Number of 6-digit positive integers with restriction

Question

How many six-digit positive integers are there in which the first and last digits are the same?

Attempt: I know the number of 6-digit integers to be $9*10^5$. The first spot can only be numbers from {1,2,..,9} which limits the numbers for the last spot to be from the same set {1,2..,9}. Would the solution then be: $9^2*10^4 $?

Answer 1

There are $9$ possibilities for the first digit, $10$ possibilities for the second digit, $10$ possibilities for the third digit, $10$ possibilities for the fourth digit, $10$ possibilities for the fifth digit, and $1$ possibility for the sixth digit (once the first digit is determined, so is the last).
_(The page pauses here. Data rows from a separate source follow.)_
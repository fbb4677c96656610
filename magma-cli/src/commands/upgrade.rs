use anyhow::Result;
use magma_core::{upgrade, ConfigStore, KeyStore, UpgradeOutcome};

pub fn run() -> Result<()> {
    let store = ConfigStore::new()?;
    let keys = KeyStore::default_location()?;
    match upgrade(&store, &keys)? {
        UpgradeOutcome::AlreadyCurrent => println!("magma.json is already up-to-date."),
        UpgradeOutcome::Upgraded { from, to } => println!("Upgraded magma.json from version {from} to {to}."),
        UpgradeOutcome::UpgradedWithoutCredentials { from, to } => {
            println!("Upgraded magma.json from version {from} to {to}.");
            println!("The stored Steam credentials could not be read. Run `magma login` to add them again.");
        }
        UpgradeOutcome::Unsupported(version) => {
            println!("magma.json version {version} cannot be upgraded automatically. Run `magma init --force` to start over.")
        }
    }
    Ok(())
}
use heck::ToSnakeCase;
use serde::{Deserialize, Serialize};
use std::fmt;
use std::path::{Path, PathBuf};

use crate::error::ConfigError;
use crate::servers::workshop_content_dir;

/// Who needs a mod loaded.
#[derive(Debug, Clone, Copy, PartialEq, Eq, Hash, Serialize, Deserialize, Default)]
#[serde(rename_all = "camelCase")]
pub enum ModKind {
    /// Required by the server and every client.
    #[default]
    Required,
    /// Only clients load it; the server just needs its keys.
    ClientOnly,
    /// Only the server loads it.
    ServerOnly,
}

impl ModKind {
    /// Server directory a Workshop mod is linked into. Client-only mods are never linked.
    pub fn link_dir(self) -> Option<&'static str> {
        match self {
            ModKind::Required => Some("mods"),
            ModKind::ServerOnly => Some("servermods"),
            ModKind::ClientOnly => None,
        }
    }

    /// Server directory a local mod lives in.
    pub fn local_dir(self) -> &'static str {
        match self {
            ModKind::Required => "mods",
            ModKind::ServerOnly => "servermods",
            ModKind::ClientOnly => "clientmods",
        }
    }

    pub fn label(self) -> &'static str {
        match self {
            ModKind::Required => "Required",
            ModKind::ClientOnly => "Client-side",
            ModKind::ServerOnly => "Server-side",
        }
    }
}

impl fmt::Display for ModKind {
    fn fmt(&self, f: &mut fmt::Formatter<'_>) -> fmt::Result {
        f.write_str(self.label())
    }
}

#[derive(Debug, Clone, PartialEq, Eq, Serialize, Deserialize)]
#[serde(rename_all = "camelCase")]
pub struct Mod {
    /// Local sequence number, stable across Workshop id changes.
    pub id: u32,
    #[serde(default, skip_serializing_if = "Option::is_none")]
    pub steam_id: Option<u64>,
    pub name: String,
    #[serde(rename = "type")]
    pub kind: ModKind,
    pub is_active: bool,
    pub is_local: bool,
    /// Remote `time_updated` of the installed copy (epoch seconds).
    #[serde(default, skip_serializing_if = "Option::is_none")]
    pub updated_at: Option<i64>,
    #[serde(default)]
    pub keys: Vec<PathBuf>,
}

impl Mod {
    pub fn workshop(id: u32, steam_id: u64, name: impl Into<String>, kind: ModKind) -> Self {
        Self {
            id,
            steam_id: Some(steam_id),
            name: name.into(),
            kind,
            is_active: true,
            is_local: false,
            updated_at: None,
            keys: Vec::new(),
        }
    }

    pub fn local(id: u32, name: impl Into<String>, kind: ModKind) -> Self {
        Self {
            id,
            steam_id: None,
            name: name.into(),
            kind,
            is_active: true,
            is_local: true,
            updated_at: None,
            keys: Vec::new(),
        }
    }

    pub fn validate(&self) -> Result<(), ConfigError> {
        let reason = match (self.is_local, self.steam_id) {
            (true, Some(_)) => "a local mod cannot have a Workshop id",
            (false, None) => "a Workshop mod requires a Workshop id",
            _ => return Ok(()),
        };
        Err(ConfigError::InvalidMod { id: self.id, name: self.name.clone(), reason })
    }

    pub fn is_installed(&self) -> bool {
        self.updated_at.is_some()
    }

    /// `@my_awesome_mod`
    pub fn link_name(&self) -> String {
        link_name(&self.name)
    }

    /// Where the server expects the mod, if it is linked at all.
    pub fn link_path(&self, server_path: &Path) -> Option<PathBuf> {
        if self.is_local { return None; }
        self.kind.link_dir().map(|dir| server_path.join(dir).join(self.link_name()))
    }

    /// Directory holding the actual mod files.
    pub fn content_dir(&self, server_path: &Path) -> PathBuf {
        match self.steam_id {
            Some(steam_id) if !self.is_local => workshop_content_dir(server_path, steam_id),
            _ => server_path.join(self.kind.local_dir()).join(format!("@{}", self.name)),
        }
    }
}

/// `1st`, `22nd`, `103rd`, `4th`: kept as one word.
fn is_ordinal(word: &str) -> bool {
    let digits = word.trim_end_matches(|c: char| c.is_ascii_alphabetic());
    let (head, suffix) = word.split_at(digits.len());
    if !head.chars().all(|c| c.is_ascii_digit()) {
        return false;
    }
    match (head.chars().last(), suffix) {
        (Some('1'), "st") | (Some('2'), "nd") | (Some('3'), "rd") => true,
        (Some(d), "th") => !matches!(d, '1' | '2' | '3'),
        _ => false,
    }
}

/// Snake case with letters and digits in separate words, so `CBA_A3` becomes `cba_a_3`.
pub fn link_name(name: &str) -> String {
    let snake = name.to_snake_case();
    let mut words: Vec<String> = Vec::new();
    for word in snake.split('_').filter(|w| !w.is_empty()) {
        if is_ordinal(word) {
            words.push(word.to_string());
            continue;
        }
        let mut current = String::new();
        for c in word.chars() {
            let boundary = current.chars().last().is_some_and(|p| p.is_ascii_digit() != c.is_ascii_digit());
            if boundary {
                words.push(std::mem::take(&mut current));
            }
            current.push(c);
        }
        words.push(current);
    }
    format!("@{}", words.join("_"))
}

/// Steam credentials with the password held as an encrypted envelope.
#[derive(Debug, Clone, PartialEq, Eq, Serialize, Deserialize)]
pub struct Credentials {
    pub username: String,
    pub password: String,
}

#[cfg(test)]
mod tests {
    use super::*;

    #[test]
    fn link_path_for_required_mod() {
        let m = Mod::workshop(1, 555, "My Mod", ModKind::Required);
        assert_eq!(m.link_path(Path::new("/srv")), Some(PathBuf::from("/srv/mods/@my_mod")));
    }

    #[test]
    fn server_only_mods_link_into_servermods() {
        let m = Mod::workshop(2, 556, "Advanced Urban Rappelling", ModKind::ServerOnly);
        assert_eq!(
            m.link_path(Path::new("/srv")),
            Some(PathBuf::from("/srv/servermods/@advanced_urban_rappelling"))
        );
    }

    #[test]
    fn client_and_local_mods_are_not_linked() {
        let client = Mod::workshop(3, 557, "JSRS", ModKind::ClientOnly);
        assert_eq!(client.link_path(Path::new("/srv")), None);

        let local = Mod::local(4, "my_local", ModKind::Required);
        assert_eq!(local.link_path(Path::new("/srv")), None);
        assert_eq!(local.content_dir(Path::new("/srv")), PathBuf::from("/srv/mods/@my_local"));
    }

    #[test]
    fn link_names_split_letters_from_digits() {
        assert_eq!(link_name("CBA_A3"), "@cba_a_3");
        assert_eq!(link_name("ACE3 Medical"), "@ace_3_medical");
        assert_eq!(link_name("RHSUSAF 0.5.6"), "@rhsusaf_0_5_6");
        assert_eq!(link_name("3rd Infantry Div"), "@3rd_infantry_div");
        assert_eq!(link_name("Task Force Arrowhead Radio (BETA!!!)"), "@task_force_arrowhead_radio_beta");

        let m = Mod::workshop(7, 450814997, "CBA_A3", ModKind::Required);
        assert_eq!(m.link_path(Path::new("/srv")), Some(PathBuf::from("/srv/mods/@cba_a_3")));
    }

    #[test]
    fn validate_rejects_broken_invariant() {
        let mut m = Mod::local(5, "x", ModKind::Required);
        m.steam_id = Some(1);
        assert!(matches!(m.validate(), Err(ConfigError::InvalidMod { id: 5, .. })));

        let mut w = Mod::workshop(6, 2, "y", ModKind::Required);
        w.steam_id = None;
        assert!(w.validate().is_err());
    }

    #[test]
    fn serializes_with_original_field_names() {
        let m = Mod::workshop(1, 555, "CBA", ModKind::ClientOnly);
        let json = serde_json::to_value(&m).unwrap();
        assert_eq!(json["steamId"], 555);
        assert_eq!(json["type"], "clientOnly");
        assert_eq!(json["isActive"], true);
        assert!(json.get("updatedAt").is_none());
    }
}
use anyhow::Result;
use magma_core::{KeyStore, LoginTarget, SteamCmd};
use std::path::Path;

use super::open_config;
use crate::cli::CredentialArgs;
use crate::prompt::Prompter;
use crate::ui::ProgressUi;

/// Logs in with SteamCMD until the credentials work. Unattended runs get one attempt.
pub(super) async fn verified_credentials(steam_cmd: &Path, args: CredentialArgs, prompter: &Prompter) -> Result<(String, String)> {
    let CredentialArgs { mut username, mut password, mut steam_guard } = args;
    let steamcmd = SteamCmd::new(steam_cmd);

    loop {
        let user = match username.take() {
            Some(user) => user,
            None => prompter.text("Steam username:", None).await?,
        };
        let pass = match password.take() {
            Some(pass) => pass,
            None => prompter.password("Steam password:").await?,
        };
        let target = LoginTarget::User { username: user.clone(), password: pass.clone() };

        let (sink, ui) = ProgressUi::start("Validating Steam credentials");
        let guard = prompter.guard_code(steam_guard.take(), ui.bar());
        match steamcmd.verify_login(&target, guard, sink).await {
            Ok(()) => {
                ui.succeed("Logged in").await;
                return Ok((user, pass));
            }
            Err(e) if prompter.is_interactive() => {
                ui.fail(&format!("Failed to login: {e}")).await;
            }
            Err(e) => {
                ui.fail("Failed to login").await;
                return Err(e.into());
            }
        }
    }
}

pub async fn run(args: CredentialArgs, prompter: Prompter) -> Result<()> {
    let (store, mut config) = open_config()?;
    let (username, password) = verified_credentials(&config.steam_cmd_path, args, &prompter).await?;

    let keys = KeyStore::default_location()?;
    config.credentials = Some(keys.seal(&username, &password)?);
    store.save(&config)?;
    println!("Stored the credentials for {username}. The key is kept in {}", keys.path().display());
    Ok(())
}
Multiply those numbers to get the answer.

Answer 2

The first digit has 9 choices.(1-9) Each of the middle digit has 10 choices(0-9) The last digit has no choices(it has to be the same as the first digit.) So there are total 9*10^4 numbers.

Answer 3

When doing a combinatorics and you say "We have $k$ chooses for the first thingy, and then for the second thingy we...." It is assumed you are counting you options after you have fixed the first thingy.

There are $9$ choices for the first digit. And there are $9$ choices for the last digit. But it should be very clear they are NOT independent! Whatever the choice of the first digit is, the last digit must be exactly the same.

So although there are $9$ choices for the first digit once that digit has been determined there is only ONE choice for the last digit; it must be what you chose for the first.

So the answer is $9*10^4*1= 9*10^4$.

Alternatively you could simply say "we have $5$ choices to make. The first and last digit can be from $9$ options. And the remaing $4$ are from $10$ options." So the answer is $9*10^4$.

Answer 4

Excluding 0 from the first digit, you have 9 possibilities for the first digit and thus only 1 for the last. The rest are free for any number. \begin{array}{|c|c|c|c|c|c|} \hline 9 & 10 & 10 & 10 & 10 & 1 \\ \hline \end{array} The answer is $1*9*10^4$.

Answer 5

First fix the first and last digit. That's $\binom{9}{1}$. The remaining 4 can be any of the 10 digits. That gives $10^4$. Multiplying the two you get: $\binom{9}{1}10^4$.

You can read this as "for any identical first and last digit I have $10^4$ ways to construct the number.